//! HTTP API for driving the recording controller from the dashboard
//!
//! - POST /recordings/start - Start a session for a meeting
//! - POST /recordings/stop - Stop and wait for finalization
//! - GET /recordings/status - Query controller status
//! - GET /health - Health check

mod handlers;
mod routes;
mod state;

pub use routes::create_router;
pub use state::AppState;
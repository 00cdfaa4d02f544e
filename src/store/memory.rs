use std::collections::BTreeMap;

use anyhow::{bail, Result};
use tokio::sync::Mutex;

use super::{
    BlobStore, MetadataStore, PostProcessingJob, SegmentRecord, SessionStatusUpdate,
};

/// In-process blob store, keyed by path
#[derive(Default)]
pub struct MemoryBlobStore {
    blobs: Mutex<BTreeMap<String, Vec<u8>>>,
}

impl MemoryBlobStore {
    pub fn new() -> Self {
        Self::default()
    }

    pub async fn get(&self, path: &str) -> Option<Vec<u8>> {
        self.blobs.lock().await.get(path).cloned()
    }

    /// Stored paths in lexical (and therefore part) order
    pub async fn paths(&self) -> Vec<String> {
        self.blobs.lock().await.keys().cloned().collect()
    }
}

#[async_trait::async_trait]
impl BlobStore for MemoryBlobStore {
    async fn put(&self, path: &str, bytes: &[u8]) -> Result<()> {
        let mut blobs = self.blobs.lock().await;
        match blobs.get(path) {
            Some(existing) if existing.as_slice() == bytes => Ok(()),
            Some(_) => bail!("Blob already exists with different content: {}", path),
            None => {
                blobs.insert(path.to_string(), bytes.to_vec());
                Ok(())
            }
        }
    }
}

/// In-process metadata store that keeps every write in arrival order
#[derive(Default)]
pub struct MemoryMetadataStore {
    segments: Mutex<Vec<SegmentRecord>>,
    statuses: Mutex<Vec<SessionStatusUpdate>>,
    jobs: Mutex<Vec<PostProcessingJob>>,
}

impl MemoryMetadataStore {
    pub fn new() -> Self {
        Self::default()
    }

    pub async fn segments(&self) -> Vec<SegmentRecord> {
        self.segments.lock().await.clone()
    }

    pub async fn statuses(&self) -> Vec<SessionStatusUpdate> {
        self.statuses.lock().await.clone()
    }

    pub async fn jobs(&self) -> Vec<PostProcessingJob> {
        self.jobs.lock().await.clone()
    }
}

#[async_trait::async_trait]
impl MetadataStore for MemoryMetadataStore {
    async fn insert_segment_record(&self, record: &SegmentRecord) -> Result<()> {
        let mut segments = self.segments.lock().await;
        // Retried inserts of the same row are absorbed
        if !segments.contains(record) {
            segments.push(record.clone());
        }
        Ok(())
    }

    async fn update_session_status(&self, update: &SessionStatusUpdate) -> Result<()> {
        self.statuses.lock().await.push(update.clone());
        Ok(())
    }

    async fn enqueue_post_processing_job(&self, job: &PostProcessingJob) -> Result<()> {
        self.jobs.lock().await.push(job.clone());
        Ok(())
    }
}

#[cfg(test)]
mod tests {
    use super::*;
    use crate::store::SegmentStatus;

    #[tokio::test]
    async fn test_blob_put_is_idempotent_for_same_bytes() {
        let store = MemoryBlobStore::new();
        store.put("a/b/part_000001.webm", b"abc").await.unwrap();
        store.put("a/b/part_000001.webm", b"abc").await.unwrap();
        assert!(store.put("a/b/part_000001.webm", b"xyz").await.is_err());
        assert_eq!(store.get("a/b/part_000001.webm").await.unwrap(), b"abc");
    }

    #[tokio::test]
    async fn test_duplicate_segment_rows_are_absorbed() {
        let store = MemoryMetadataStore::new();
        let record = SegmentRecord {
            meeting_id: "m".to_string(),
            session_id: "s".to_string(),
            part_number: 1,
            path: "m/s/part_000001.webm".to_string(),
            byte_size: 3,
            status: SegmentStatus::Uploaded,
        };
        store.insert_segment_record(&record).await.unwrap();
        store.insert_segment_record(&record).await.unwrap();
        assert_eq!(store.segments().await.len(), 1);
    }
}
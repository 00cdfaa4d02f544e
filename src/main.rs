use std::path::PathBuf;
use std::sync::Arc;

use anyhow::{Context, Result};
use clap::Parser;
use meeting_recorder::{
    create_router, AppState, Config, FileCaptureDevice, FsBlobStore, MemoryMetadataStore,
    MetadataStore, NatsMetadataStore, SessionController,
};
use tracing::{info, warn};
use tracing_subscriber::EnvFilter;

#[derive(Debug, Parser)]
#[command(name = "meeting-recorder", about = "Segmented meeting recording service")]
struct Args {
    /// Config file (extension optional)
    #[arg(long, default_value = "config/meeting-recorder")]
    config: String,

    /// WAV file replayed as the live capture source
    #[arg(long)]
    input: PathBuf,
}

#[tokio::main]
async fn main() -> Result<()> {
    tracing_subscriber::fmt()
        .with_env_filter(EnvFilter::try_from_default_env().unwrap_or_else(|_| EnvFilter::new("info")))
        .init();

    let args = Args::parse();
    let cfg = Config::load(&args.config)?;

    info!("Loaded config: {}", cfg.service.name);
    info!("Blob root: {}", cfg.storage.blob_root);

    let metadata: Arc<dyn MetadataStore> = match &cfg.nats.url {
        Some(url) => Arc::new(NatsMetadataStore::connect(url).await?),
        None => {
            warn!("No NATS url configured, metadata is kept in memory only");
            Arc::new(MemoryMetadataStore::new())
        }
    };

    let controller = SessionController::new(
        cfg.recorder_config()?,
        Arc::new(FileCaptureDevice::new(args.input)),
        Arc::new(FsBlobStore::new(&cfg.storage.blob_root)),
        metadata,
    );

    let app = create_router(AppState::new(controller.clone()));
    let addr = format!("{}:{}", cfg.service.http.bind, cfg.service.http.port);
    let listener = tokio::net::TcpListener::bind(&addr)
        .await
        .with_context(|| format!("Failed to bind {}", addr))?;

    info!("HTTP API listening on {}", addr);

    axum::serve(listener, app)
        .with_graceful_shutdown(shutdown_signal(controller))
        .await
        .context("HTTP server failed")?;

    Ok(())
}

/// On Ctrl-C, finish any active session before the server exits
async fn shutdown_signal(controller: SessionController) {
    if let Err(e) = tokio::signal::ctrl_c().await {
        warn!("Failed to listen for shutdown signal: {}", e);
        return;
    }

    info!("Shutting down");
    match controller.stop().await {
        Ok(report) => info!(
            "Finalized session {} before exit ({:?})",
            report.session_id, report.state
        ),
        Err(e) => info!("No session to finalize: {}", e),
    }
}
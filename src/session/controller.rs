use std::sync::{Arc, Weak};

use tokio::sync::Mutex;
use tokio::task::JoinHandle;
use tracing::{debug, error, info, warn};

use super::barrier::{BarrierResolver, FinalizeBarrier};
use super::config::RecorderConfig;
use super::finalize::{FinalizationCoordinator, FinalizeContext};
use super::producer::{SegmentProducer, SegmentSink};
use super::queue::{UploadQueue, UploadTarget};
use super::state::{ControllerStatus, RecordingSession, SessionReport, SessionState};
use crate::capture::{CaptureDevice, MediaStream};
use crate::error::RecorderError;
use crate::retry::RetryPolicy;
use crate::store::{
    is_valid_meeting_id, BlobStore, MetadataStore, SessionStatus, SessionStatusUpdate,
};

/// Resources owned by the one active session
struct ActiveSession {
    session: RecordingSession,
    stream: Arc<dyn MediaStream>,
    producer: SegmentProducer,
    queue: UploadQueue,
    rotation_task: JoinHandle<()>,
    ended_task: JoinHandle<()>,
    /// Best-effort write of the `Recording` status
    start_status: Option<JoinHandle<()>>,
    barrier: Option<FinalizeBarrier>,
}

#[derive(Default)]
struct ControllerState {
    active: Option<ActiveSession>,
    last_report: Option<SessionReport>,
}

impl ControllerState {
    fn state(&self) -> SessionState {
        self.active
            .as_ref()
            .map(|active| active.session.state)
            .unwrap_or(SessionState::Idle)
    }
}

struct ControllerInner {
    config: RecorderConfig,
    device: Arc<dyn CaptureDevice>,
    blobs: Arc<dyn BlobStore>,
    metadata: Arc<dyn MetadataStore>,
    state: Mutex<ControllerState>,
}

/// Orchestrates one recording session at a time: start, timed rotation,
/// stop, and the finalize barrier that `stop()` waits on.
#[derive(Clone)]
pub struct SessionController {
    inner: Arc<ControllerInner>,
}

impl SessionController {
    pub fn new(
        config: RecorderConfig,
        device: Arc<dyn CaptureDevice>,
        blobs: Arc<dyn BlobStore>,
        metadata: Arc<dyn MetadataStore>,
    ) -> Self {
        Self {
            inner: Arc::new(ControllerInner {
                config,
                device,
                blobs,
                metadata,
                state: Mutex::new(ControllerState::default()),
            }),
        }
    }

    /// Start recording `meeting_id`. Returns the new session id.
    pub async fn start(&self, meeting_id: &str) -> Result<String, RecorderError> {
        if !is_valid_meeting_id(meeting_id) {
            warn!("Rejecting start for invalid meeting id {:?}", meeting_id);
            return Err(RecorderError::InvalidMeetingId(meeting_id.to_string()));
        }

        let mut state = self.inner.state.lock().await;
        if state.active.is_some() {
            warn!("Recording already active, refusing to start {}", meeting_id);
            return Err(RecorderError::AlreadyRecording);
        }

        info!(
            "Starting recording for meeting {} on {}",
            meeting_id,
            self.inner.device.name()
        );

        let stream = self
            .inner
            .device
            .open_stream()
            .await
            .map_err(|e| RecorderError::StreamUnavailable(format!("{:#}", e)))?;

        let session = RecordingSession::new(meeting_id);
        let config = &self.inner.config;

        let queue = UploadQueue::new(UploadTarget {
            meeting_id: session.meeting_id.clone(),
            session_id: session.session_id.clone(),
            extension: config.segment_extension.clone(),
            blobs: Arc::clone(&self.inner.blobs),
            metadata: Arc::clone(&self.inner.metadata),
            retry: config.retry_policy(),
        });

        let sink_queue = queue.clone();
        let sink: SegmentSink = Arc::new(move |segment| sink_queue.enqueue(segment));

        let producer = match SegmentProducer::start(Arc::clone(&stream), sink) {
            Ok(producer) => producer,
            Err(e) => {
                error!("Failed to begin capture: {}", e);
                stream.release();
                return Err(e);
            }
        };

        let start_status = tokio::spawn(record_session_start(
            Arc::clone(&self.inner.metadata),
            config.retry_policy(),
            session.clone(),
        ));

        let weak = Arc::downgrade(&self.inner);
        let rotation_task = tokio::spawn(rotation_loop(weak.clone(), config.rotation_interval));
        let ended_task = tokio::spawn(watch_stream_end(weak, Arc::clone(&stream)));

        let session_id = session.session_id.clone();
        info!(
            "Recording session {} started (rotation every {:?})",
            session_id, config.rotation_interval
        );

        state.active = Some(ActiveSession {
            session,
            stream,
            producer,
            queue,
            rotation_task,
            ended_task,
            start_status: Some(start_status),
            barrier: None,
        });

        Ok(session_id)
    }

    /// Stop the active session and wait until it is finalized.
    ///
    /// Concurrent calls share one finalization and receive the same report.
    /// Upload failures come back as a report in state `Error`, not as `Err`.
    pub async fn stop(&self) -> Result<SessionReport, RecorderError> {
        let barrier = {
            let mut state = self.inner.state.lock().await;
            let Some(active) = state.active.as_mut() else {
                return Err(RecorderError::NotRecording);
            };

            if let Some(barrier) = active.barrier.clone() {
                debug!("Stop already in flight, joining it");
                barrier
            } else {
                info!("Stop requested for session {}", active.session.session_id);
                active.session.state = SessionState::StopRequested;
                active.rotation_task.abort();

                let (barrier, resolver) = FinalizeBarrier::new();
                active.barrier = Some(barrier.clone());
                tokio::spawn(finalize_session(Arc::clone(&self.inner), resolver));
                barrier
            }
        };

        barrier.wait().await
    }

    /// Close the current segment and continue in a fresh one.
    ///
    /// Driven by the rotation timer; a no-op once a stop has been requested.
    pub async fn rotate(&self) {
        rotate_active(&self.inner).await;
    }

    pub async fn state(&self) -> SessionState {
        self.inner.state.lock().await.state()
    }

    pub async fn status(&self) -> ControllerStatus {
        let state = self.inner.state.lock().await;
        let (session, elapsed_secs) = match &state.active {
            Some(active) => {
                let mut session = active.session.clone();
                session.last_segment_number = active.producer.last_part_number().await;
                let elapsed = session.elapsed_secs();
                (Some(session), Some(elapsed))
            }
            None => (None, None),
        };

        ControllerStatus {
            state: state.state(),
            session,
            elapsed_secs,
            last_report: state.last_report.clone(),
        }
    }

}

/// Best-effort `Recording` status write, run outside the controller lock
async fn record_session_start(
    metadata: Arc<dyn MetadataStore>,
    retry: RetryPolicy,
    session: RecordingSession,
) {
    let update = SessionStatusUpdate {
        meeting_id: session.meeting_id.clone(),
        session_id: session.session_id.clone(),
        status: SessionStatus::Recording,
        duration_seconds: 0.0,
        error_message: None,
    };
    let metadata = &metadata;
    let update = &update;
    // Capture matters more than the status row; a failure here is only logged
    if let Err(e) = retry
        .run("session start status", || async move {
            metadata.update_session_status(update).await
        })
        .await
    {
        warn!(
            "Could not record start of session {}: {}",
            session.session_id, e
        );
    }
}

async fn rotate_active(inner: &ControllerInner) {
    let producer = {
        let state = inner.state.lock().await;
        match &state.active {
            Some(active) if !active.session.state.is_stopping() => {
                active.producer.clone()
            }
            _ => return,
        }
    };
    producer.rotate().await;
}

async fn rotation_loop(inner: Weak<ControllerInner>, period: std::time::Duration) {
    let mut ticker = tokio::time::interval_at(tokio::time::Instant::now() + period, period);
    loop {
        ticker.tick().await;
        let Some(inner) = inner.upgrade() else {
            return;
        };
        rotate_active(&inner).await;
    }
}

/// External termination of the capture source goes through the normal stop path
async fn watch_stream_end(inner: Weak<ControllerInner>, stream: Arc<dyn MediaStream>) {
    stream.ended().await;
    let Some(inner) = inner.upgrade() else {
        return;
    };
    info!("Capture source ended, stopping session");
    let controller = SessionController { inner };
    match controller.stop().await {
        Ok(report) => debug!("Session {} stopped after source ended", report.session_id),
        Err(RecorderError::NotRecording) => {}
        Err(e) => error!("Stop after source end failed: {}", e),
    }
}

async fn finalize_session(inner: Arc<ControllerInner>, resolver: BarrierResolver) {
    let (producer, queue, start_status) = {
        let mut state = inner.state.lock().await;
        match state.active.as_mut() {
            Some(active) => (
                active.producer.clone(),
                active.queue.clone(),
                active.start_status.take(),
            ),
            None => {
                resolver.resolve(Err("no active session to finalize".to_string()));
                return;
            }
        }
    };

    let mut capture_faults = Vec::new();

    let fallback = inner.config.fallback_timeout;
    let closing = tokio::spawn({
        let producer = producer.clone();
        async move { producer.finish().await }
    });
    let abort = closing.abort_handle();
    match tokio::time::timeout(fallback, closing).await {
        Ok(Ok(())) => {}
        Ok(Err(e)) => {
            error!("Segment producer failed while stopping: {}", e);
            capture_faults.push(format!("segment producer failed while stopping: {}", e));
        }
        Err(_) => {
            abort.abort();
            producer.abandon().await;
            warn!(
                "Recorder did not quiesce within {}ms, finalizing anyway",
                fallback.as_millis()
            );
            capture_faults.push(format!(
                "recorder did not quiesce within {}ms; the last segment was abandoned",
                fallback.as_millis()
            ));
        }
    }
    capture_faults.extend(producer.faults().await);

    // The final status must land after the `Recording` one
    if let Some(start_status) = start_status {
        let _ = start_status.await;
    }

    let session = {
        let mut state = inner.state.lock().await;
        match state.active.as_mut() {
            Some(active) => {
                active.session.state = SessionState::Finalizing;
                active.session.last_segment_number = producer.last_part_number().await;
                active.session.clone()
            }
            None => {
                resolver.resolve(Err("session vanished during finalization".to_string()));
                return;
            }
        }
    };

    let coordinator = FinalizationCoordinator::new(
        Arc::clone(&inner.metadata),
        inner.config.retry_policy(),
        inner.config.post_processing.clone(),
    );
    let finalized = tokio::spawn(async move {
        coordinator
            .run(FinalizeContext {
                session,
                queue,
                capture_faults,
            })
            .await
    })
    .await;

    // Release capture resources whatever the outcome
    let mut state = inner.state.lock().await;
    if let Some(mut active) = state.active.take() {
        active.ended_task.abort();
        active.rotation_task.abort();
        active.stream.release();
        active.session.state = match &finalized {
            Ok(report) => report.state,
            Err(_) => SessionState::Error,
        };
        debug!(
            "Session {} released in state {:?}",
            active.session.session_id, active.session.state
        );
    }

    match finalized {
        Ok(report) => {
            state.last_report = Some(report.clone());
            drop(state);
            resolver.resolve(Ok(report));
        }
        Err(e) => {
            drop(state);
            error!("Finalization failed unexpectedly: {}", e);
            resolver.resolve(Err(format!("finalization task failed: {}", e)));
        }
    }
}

■ TASK BRIEF ■
Tell how many lines in the material contain the word "FileCaptureDevice". Only the number is wanted.

■ WRITTEN SOLUTION ■
2